Изменить размер шрифта - +

    Похоже, той понравилось; похоже, тетка наглость почитала за живучесть, уважая чужое упрямство.

    – Полушалок-то скинь, бабы-девки, скинь… упаришься в хате. Вошей много?

    – Много, – тускло согласилась ты, развязывая узел под подбородком.

    – Вошей керосином, керосином!.. ин ладно, бабы-девки, больше пытать не стану. Поспеем еще, наговоримся, побранимся-помиримся… Ты гляди, парнягу моего не смущай – даром што ты старая уже, молью траченая, а в зенках-то геенна огненная, черти с вилами вприсядку скачут! У-у, мажье племя, и каторга вам мамка родная…

    Тетка замолчала. Враз, как отрезало. Уставилась на твою голову. Странно: на каторге ты привыкла, что никого твоя голова не заботит, и взгляд тетки неприятно дернул зажившую было рану. Левую часть головы покрывали каштановые, сильно битые сединой волосы; правую же наголо обрили еще позавчера, перед вечерней поверкой, и теперь кожа топорщилась серебристой щетиной.

    – Вона как, бабы-девки, – натужно булькнула тетка и вновь осеклась. – Вона как…

    Обижаться было ни к чему. Ты разучилась обижаться. Княгиня, ты совсем разучилась обижаться! – и даже это безразличное "даром што ты старая…" не слишком резануло по сердцу. Старая и есть. Четвертый десяток на самом исходе, а если судьбу на счеты костяшками кинуть, то последние лета – год за два, за три, за пять, как кому сподручнее.

    Не до парней.

    – А-а, – знакомо пробухтело от дверей, и почти сразу, тяжелым, нутряным рыком:

    – Божатушка? Телега готова, вели к купцу Ермиле идтить за кобыленкой, запрягать! Али на себе к купцову подворью оттараканить?

    Упарившийся парняга вытирал лоб ручищей и все зыркал, косился на твою удивительную голову, разделенную надзирателем-цирюльником на две неравные части.

    Парню было странно.

    – Божатушка? Велишь, али как?

    Божатушка? Слово было незнакомым. Внутри заворочался привычный уголек, попыхивая колючими искорками; в мозгу разом все заволокло дымом, едкой копотью, и когда ветер, налетев из ниоткуда, развеял мглу, смысл чужого, чуждого слова всплыл сразу, сразу и однозначно.

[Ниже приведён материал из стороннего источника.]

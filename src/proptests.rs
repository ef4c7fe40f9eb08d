use super::*;

use proptest::prelude::*;
use std::collections::{BTreeMap, BTreeSet};
use std::ops::Bound;
use std::ops::ControlFlow;

use crate::node::{Entry, L, R};
use crate::tree::AvlTree;

/// Walks the whole tree checking the structural invariants: stored heights
/// match the node-counting definition, every balance factor is within ±1,
/// in-order traversal is sorted under the comparator, and the reachable node
/// count agrees with both `len` and the pool's live-slot count.
fn validate_tree<E, C, I>(t: &AvlTree<E, C, I>)
where
    E: Entry,
    C: Compare<E::Key>,
    I: PoolIdx,
{
    fn check_subtree<E: Entry, C, I: PoolIdx>(t: &AvlTree<E, C, I>, x: I) -> (u8, usize) {
        if x.is_nil() {
            return (0, 0);
        }
        let node = t.pool.get(x);
        let (hl, nl) = check_subtree(t, node.kid[L]);
        let (hr, nr) = check_subtree(t, node.kid[R]);
        assert_eq!(
            node.height,
            1 + hl.max(hr),
            "stored node height must match children"
        );
        assert!(
            (hl as i32 - hr as i32).abs() <= 1,
            "balance factor out of range: left {hl}, right {hr}"
        );
        (node.height, nl + nr + 1)
    }

    let (_, count) = check_subtree(t, t.root);
    assert_eq!(count, t.len(), "reachable node count must match len");
    assert_eq!(t.pool.live(), t.len(), "live pool slots must match len");

    let mut prev: Option<&E> = None;
    for e in t.iter() {
        if let Some(p) = prev {
            assert!(
                !t.cmp.less(e.key(), p.key()),
                "in-order traversal must be sorted"
            );
        }
        prev = Some(e);
    }
}

#[derive(Clone, Debug)]
enum SetOp {
    Insert(i32),
    Remove(i32),
    Get(i32),
    Filter(i32),
    Clear,
}

fn set_ops_strategy() -> impl Strategy<Value = Vec<SetOp>> {
    // A small key domain forces plenty of duplicate hits and removals of
    // present elements.
    let key = 0i32..64;
    let op = prop_oneof![
        50 => key.clone().prop_map(SetOp::Insert),
        30 => key.clone().prop_map(SetOp::Remove),
        15 => key.clone().prop_map(SetOp::Get),
        4 => (2i32..5).prop_map(SetOp::Filter),
        1 => Just(SetOp::Clear),
    ];
    prop::collection::vec(op, 0..=2000)
}

#[derive(Clone, Debug)]
enum MapOp {
    Insert(i32, u64),
    Remove(i32),
    Get(i32),
    Bump(i32),
    AlterKey(i32, i32),
    LowerBound(i32),
    UpperBound(i32),
}

fn map_ops_strategy() -> impl Strategy<Value = Vec<MapOp>> {
    let key = 0i32..64;
    let op = prop_oneof![
        35 => (key.clone(), any::<u64>()).prop_map(|(k, v)| MapOp::Insert(k, v)),
        20 => key.clone().prop_map(MapOp::Remove),
        15 => key.clone().prop_map(MapOp::Get),
        10 => key.clone().prop_map(MapOp::Bump),
        10 => (key.clone(), key.clone()).prop_map(|(a, b)| MapOp::AlterKey(a, b)),
        5 => key.clone().prop_map(MapOp::LowerBound),
        5 => key.clone().prop_map(MapOp::UpperBound),
    ];
    prop::collection::vec(op, 0..=2000)
}

proptest! {
    #![proptest_config(ProptestConfig {
        cases: 256,
        max_shrink_iters: 50_000,
        .. ProptestConfig::default()
    })]

    #[test]
    fn prop_set_equivalence(ops in set_ops_strategy()) {
        let mut s: AvlSet<i32> = AvlSet::new();
        let mut m: BTreeSet<i32> = BTreeSet::new();

        for op in ops {
            match op {
                SetOp::Insert(k) => {
                    prop_assert_eq!(s.insert(k).unwrap(), m.insert(k));
                }
                SetOp::Remove(k) => {
                    prop_assert_eq!(s.remove(&k), m.remove(&k));
                }
                SetOp::Get(k) => {
                    prop_assert_eq!(s.contains(&k), m.contains(&k));
                }
                SetOp::Filter(modulus) => {
                    s.filter(|&k| k % modulus == 0);
                    m.retain(|&k| k % modulus != 0);
                }
                SetOp::Clear => {
                    s.clear();
                    m.clear();
                }
            }
            prop_assert_eq!(s.len(), m.len());
        }

        validate_tree(&s.tree);
        let got: Vec<i32> = s.iter().copied().collect();
        let expected: Vec<i32> = m.iter().copied().collect();
        prop_assert_eq!(got, expected);
    }

    #[test]
    fn prop_map_equivalence(ops in map_ops_strategy()) {
        let mut t: AvlMap<i32, u64> = AvlMap::new();
        let mut m: BTreeMap<i32, u64> = BTreeMap::new();

        for op in ops {
            match op {
                MapOp::Insert(k, v) => {
                    let (_, was_new) = t.insert(k, v).unwrap();
                    prop_assert_eq!(was_new, m.insert(k, v).is_none());
                }
                MapOp::Remove(k) => {
                    prop_assert_eq!(t.remove(&k), m.remove(&k).is_some());
                }
                MapOp::Get(k) => {
                    prop_assert_eq!(t.get(&k), m.get(&k));
                }
                MapOp::Bump(k) => {
                    *t.get_or_insert_default(k).unwrap() += 1;
                    *m.entry(k).or_default() += 1;
                }
                MapOp::AlterKey(old, new) => {
                    let (changed, replaced) = t.alter_key(&old, new);
                    let (m_changed, m_replaced) = match m.remove(&old) {
                        Some(v) => (true, m.insert(new, v).is_some()),
                        None => (false, false),
                    };
                    prop_assert_eq!((changed, replaced), (m_changed, m_replaced));
                }
                MapOp::LowerBound(k) => {
                    prop_assert_eq!(t.lower_bound(&k), m.range(k..).next());
                }
                MapOp::UpperBound(k) => {
                    let next = m.range((Bound::Excluded(k), Bound::Unbounded)).next();
                    prop_assert_eq!(t.upper_bound(&k), next);
                }
            }
            prop_assert_eq!(t.len(), m.len());
        }

        validate_tree(&t.tree);
        let got: Vec<(i32, u64)> = t.iter().map(|(&k, &v)| (k, v)).collect();
        let expected: Vec<(i32, u64)> = m.iter().map(|(&k, &v)| (k, v)).collect();
        prop_assert_eq!(got, expected);
    }

    #[test]
    fn prop_multiset_counts(values in prop::collection::vec(0i32..16, 0..=500)) {
        let mut s: AvlMultiset<i32> = AvlMultiset::new();
        let mut counts: BTreeMap<i32, usize> = BTreeMap::new();

        for v in values {
            s.insert(v).unwrap();
            *counts.entry(v).or_default() += 1;
        }

        validate_tree(&s.tree);
        let got: Vec<i32> = s.iter().copied().collect();
        let expected: Vec<i32> = counts
            .iter()
            .flat_map(|(&k, &n)| std::iter::repeat(k).take(n))
            .collect();
        prop_assert_eq!(got, expected);

        // Removing one copy at a time drains every key group.
        let keys: Vec<i32> = counts.keys().copied().collect();
        for k in keys {
            while counts[&k] > 0 {
                prop_assert!(s.remove(&k));
                *counts.get_mut(&k).unwrap() -= 1;
                validate_tree(&s.tree);
            }
            prop_assert!(!s.remove(&k));
        }
        prop_assert!(s.is_empty());
    }
}

/// Bound-scan grid over a multiset with runs of duplicates: for every probe
/// value, both resumable traversals must visit exactly the reference slice,
/// and stopping early at a cutoff must visit exactly the reference range.
#[test]
fn bound_scan_grid_over_duplicates() {
    let values = [1, 2, 3, 3, 3, 5, 7, 9, 11, 11, 11, 13, 15];
    let mut s: AvlMultiset<i32> = AvlMultiset::new();
    for v in values {
        s.insert(v).unwrap();
    }
    validate_tree(&s.tree);

    for beg in 0..=17 {
        let mut got = Vec::new();
        s.for_each_since_lower_bound(&beg, |&v| {
            got.push(v);
            ControlFlow::Continue(())
        });
        let expected: Vec<i32> = values.iter().copied().filter(|&v| v >= beg).collect();
        assert_eq!(got, expected, "lower bound scan from {beg}");

        got.clear();
        s.for_each_since_upper_bound(&beg, |&v| {
            got.push(v);
            ControlFlow::Continue(())
        });
        let expected: Vec<i32> = values.iter().copied().filter(|&v| v > beg).collect();
        assert_eq!(got, expected, "upper bound scan from {beg}");

        for end in beg..=17 {
            got.clear();
            s.for_each_since_lower_bound(&beg, |&v| {
                if v > end {
                    return ControlFlow::Break(());
                }
                got.push(v);
                ControlFlow::Continue(())
            });
            let expected: Vec<i32> = values
                .iter()
                .copied()
                .filter(|&v| v >= beg && v <= end)
                .collect();
            assert_eq!(got, expected, "windowed scan [{beg}, {end}]");
        }
    }
}

#[test]
fn randomized_churn_preserves_invariants() {
    use rand::rngs::StdRng;
    use rand::{Rng, SeedableRng};

    let mut rng = StdRng::seed_from_u64(0x5eed);
    let mut t: AvlMap<u32, u32> = AvlMap::new();
    let mut m: BTreeMap<u32, u32> = BTreeMap::new();

    for round in 0..20 {
        for _ in 0..500 {
            let k = rng.gen_range(0..256);
            if rng.gen_bool(0.6) {
                let v = rng.gen();
                let (_, was_new) = t.insert(k, v).unwrap();
                assert_eq!(was_new, m.insert(k, v).is_none());
            } else {
                assert_eq!(t.remove(&k), m.remove(&k).is_some());
            }
        }
        validate_tree(&t.tree);
        assert!(
            t.iter().map(|(&k, &v)| (k, v)).eq(m.iter().map(|(&k, &v)| (k, v))),
            "round {round} diverged from the reference map"
        );
    }
}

    Божата, божатушка – крестная мать. Жила-была сиротка Сандрильона, и была у нее злая мачеха, а еще была добрая крестная-фея… божата, значит, фея была… божатушка Сандрильоны-сиротки. Это ежели сиротку сослать по этапу в Кус-Крендель да сперва выучить по-местному – или лучше не ссылать, а сразу здесь родиться.

    Ты усмехнулась – криво, чувствуя боль в губах.

    Эх, Сандрильона-сиротка, воровка на доверии, лучше тебе здесь не рождаться… Жаба насмешливо ворочалась в груди, в гортани, подпрыгивала, приквакивала, давала о себе знать заполошным стуком сердца, пронзительной иглой в висках, молоточками в затылке. Чужое слово просто так своим не становится, а здесь, в одиночестве, только и приходится, что себя одергивать: тпру-у-у, назад! Сгоришь, дура! – не несись вскачь к обрыву, погоди!

    А когда опостылеет все, да так, что ком в горле, кол в чреве – и те за счастьишко покажутся, вот тогда и отпусти поводья. Все слова – твои, все парни – твои, все взгляды-помыслы – твои… день-два, неделя, и все погосты, какие тут есть – тоже твои!

    Да, Рашка?

    Впору молиться св. Марте, покровительнице воровского мажьего племени, о смерти тихой, безгласной… услышит ли?

    – Торбу с лопотьем волоки в сенную каморку.